The Palace Saloon
About The Palace Saloon
The Palace Saloon was the last American tavern to close during Prohibition, and it survived that dry era as an ice cream parlor. Once a favorite haunt of the Carnegies, the Rockefellers and other socialites, The Palace Saloon is still operating today. In fact, it's one of the frequent stops on the Amelia Island Museum of History’s weekly walking tours of Historic Downtown Fernandina Beach.
Still in the original location, this watering hole's colorful history began in the late 1800s. According to local historians, the owners of the Saloon were selling liquor until the very last minute before Prohibition took effect. People from neighboring states waited in long lines for their share.

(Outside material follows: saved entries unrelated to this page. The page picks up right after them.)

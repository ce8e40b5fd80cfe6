//! Recommendation proxy
//!
//! Sends recommendation, similar-books and diversity queries to whichever backend is active and
//! turns the returned `book_id`s into full books through the [`BookLookup`] collaborator.
//!
//! Recommendations are an enhancement, never a dependency: every failure on the way (no usable
//! base URL, transport error, non-2xx status, malformed body, timeout) is logged and becomes an
//! empty result. Books that fail to hydrate are dropped individually.
use futures_util::stream::{self, StreamExt};
use std::sync::Arc;
use std::time::Duration;
use tracing::{debug, error, instrument, warn};
use url::Url;

use crate::catalog::BookLookup;
use crate::client::{HttpClient, get_json_bytes};
use crate::errors::BackendError;
use crate::models::{BackendItems, BookResponse, DiversityBooksResponse, RecommendationItem};
use crate::router::RecsysRouter;

/// Smallest and largest `limit` accepted for similar-books and diversity queries.
pub const MIN_LIMIT: i64 = 1;
pub const MAX_LIMIT: i64 = 100;

pub const DEFAULT_REQUEST_TIMEOUT: Duration = Duration::from_secs(5);

/// Catalog lookups in flight at once while hydrating a single response.
pub const MAX_CONCURRENT_LOOKUPS: usize = 8;

pub fn is_valid_limit(limit: i64) -> bool {
    (MIN_LIMIT..=MAX_LIMIT).contains(&limit)
}

#[derive(Debug, Clone)]
pub struct RecommendationProxy<T: HttpClient> {
    router: Arc<RecsysRouter>,
    http_client: T,
    books: Arc<dyn BookLookup>,
    timeout: Duration,
}

impl<T: HttpClient + Send + Sync> RecommendationProxy<T> {
    pub fn new(
        router: Arc<RecsysRouter>,
        http_client: T,
        books: Arc<dyn BookLookup>,
        timeout: Duration,
    ) -> Self {
        Self {
            router,
            http_client,
            books,
            timeout,
        }
    }

    pub fn router(&self) -> &Arc<RecsysRouter> {
        &self.router
    }

    /// Personalised recommendations for `user_id`, in backend rank order. `limit` is forwarded
    /// as given; a non-negative one also caps how many items are hydrated.
    #[instrument(skip(self))]
    pub async fn get_recommendations(&self, user_id: i64, limit: i64) -> Vec<BookResponse> {
        let query = [("user_id", user_id), ("limit", limit)];
        self.recommend("recommendations", &query, usize::try_from(limit).ok())
            .await
    }

    /// Books similar to `book_id`. Out-of-range limits short-circuit without a backend call.
    #[instrument(skip(self))]
    pub async fn get_similar_books(&self, book_id: i64, limit: i64) -> Vec<BookResponse> {
        if !is_valid_limit(limit) {
            debug!("Similar-books limit out of range, skipping backend");
            return Vec::new();
        }
        let query = [("book_id", book_id), ("limit", limit)];
        self.recommend("similar", &query, usize::try_from(limit).ok())
            .await
    }

    /// A deliberately varied set of books around `book_id`.
    #[instrument(skip(self))]
    pub async fn get_diversity_books(&self, book_id: i64, limit: i64) -> DiversityBooksResponse {
        if !is_valid_limit(limit) {
            debug!("Diversity limit out of range, skipping backend");
            return DiversityBooksResponse::default();
        }
        let query = [("book_id", book_id), ("limit", limit)];
        DiversityBooksResponse {
            items: self
                .recommend("diversity", &query, usize::try_from(limit).ok())
                .await,
        }
    }

    async fn recommend(
        &self,
        endpoint: &str,
        query: &[(&str, i64)],
        max_items: Option<usize>,
    ) -> Vec<BookResponse> {
        let (model, base_url) = match self.router.active_backend() {
            Ok(active) => active,
            Err(e) => {
                error!(endpoint, error = %e, "Recommender backend is misconfigured");
                return Vec::new();
            }
        };

        match self.fetch_items(base_url, endpoint, query).await {
            Ok(mut items) => {
                if let Some(max_items) = max_items {
                    items.truncate(max_items);
                }
                self.hydrate(items).await
            }
            Err(e) => {
                warn!(
                    endpoint,
                    model = %model,
                    error = %e,
                    "Recommender backend call failed, returning no results"
                );
                Vec::new()
            }
        }
    }

    async fn fetch_items(
        &self,
        base_url: Url,
        endpoint: &str,
        query: &[(&str, i64)],
    ) -> Result<Vec<RecommendationItem>, BackendError> {
        let url = endpoint_url(base_url, endpoint, query)?;
        debug!(%url, "Calling recommender backend");

        let (status, body) = get_json_bytes(&self.http_client, &url, self.timeout).await?;
        if !status.is_success() {
            return Err(BackendError::Status(status));
        }
        if body.iter().all(u8::is_ascii_whitespace) {
            return Ok(Vec::new());
        }

        let parsed: BackendItems =
            serde_json::from_slice(&body).map_err(|e| BackendError::Malformed(e.to_string()))?;
        Ok(parsed.into_items())
    }

    /// Looks items up with at most [`MAX_CONCURRENT_LOOKUPS`] in flight; the output keeps the
    /// backend's order.
    async fn hydrate(&self, items: Vec<RecommendationItem>) -> Vec<BookResponse> {
        stream::iter(items)
            .map(|item| self.books.get_book(item.book_id))
            .buffered(MAX_CONCURRENT_LOOKUPS)
            .collect::<Vec<_>>()
            .await
            .into_iter()
            .filter_map(|result| match result {
                Ok(book) => Some(book),
                Err(e) => {
                    debug!(error = %e, "Dropping recommendation that could not be hydrated");
                    None
                }
            })
            .collect()
    }
}

/// `{base}/{endpoint}?k=v&...`, keeping any path prefix the base URL carries.
fn endpoint_url(mut base: Url, endpoint: &str, query: &[(&str, i64)]) -> Result<Url, BackendError> {
    let cannot_be_base = format!("base URL {base} cannot carry a path");
    base.path_segments_mut()
        .map_err(|_| BackendError::InvalidRequest(cannot_be_base))?
        .pop_if_empty()
        .push(endpoint);
    {
        let mut pairs = base.query_pairs_mut();
        pairs.clear();
        for (key, value) in query {
            pairs.append_pair(key, &value.to_string());
        }
    }
    Ok(base)
}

The Palace has had to adapt to earn its title of "Florida's oldest" continuously operated drinking establishment. According to local lore, it was the last bar in Florida to close on the eve of Prohibition. A shrewd business man, Hirth stored up for a last hurrah selling till midnight and grossing $60,000 in a single day. Another first for the Palace, it was the first hard liquor bar to begin serving Coca-Cola, around 1905. The Palace survived the Prohibition years by selling Texaco gasoline, ice cream, special wines, 3 percent near-beer, and cigars. And for those strong enough to try it, legend says Hirth made available his signature Cumberland whiskey. A fire in 1999 nearly dealt the saloon a deathblow. However, through inspired and enthusiastic ownership, the saloon was restored and the Palace has regained its nostalgic charm and vitality.
The Palace continues to bring folks together. Old friends still gather here rubbing elbows with passing Shipcaptains and local well-to-do. And once news is swapped and formalities concluded, they get down to the more serious business of dustin' the sea spray off their jackets and enjoying the long-awaited shoreside beer. Go ahead, belly up to the bar, and as the bartender slides a mug of suds to you, the ghosts from ten decades past join in drinking to your health.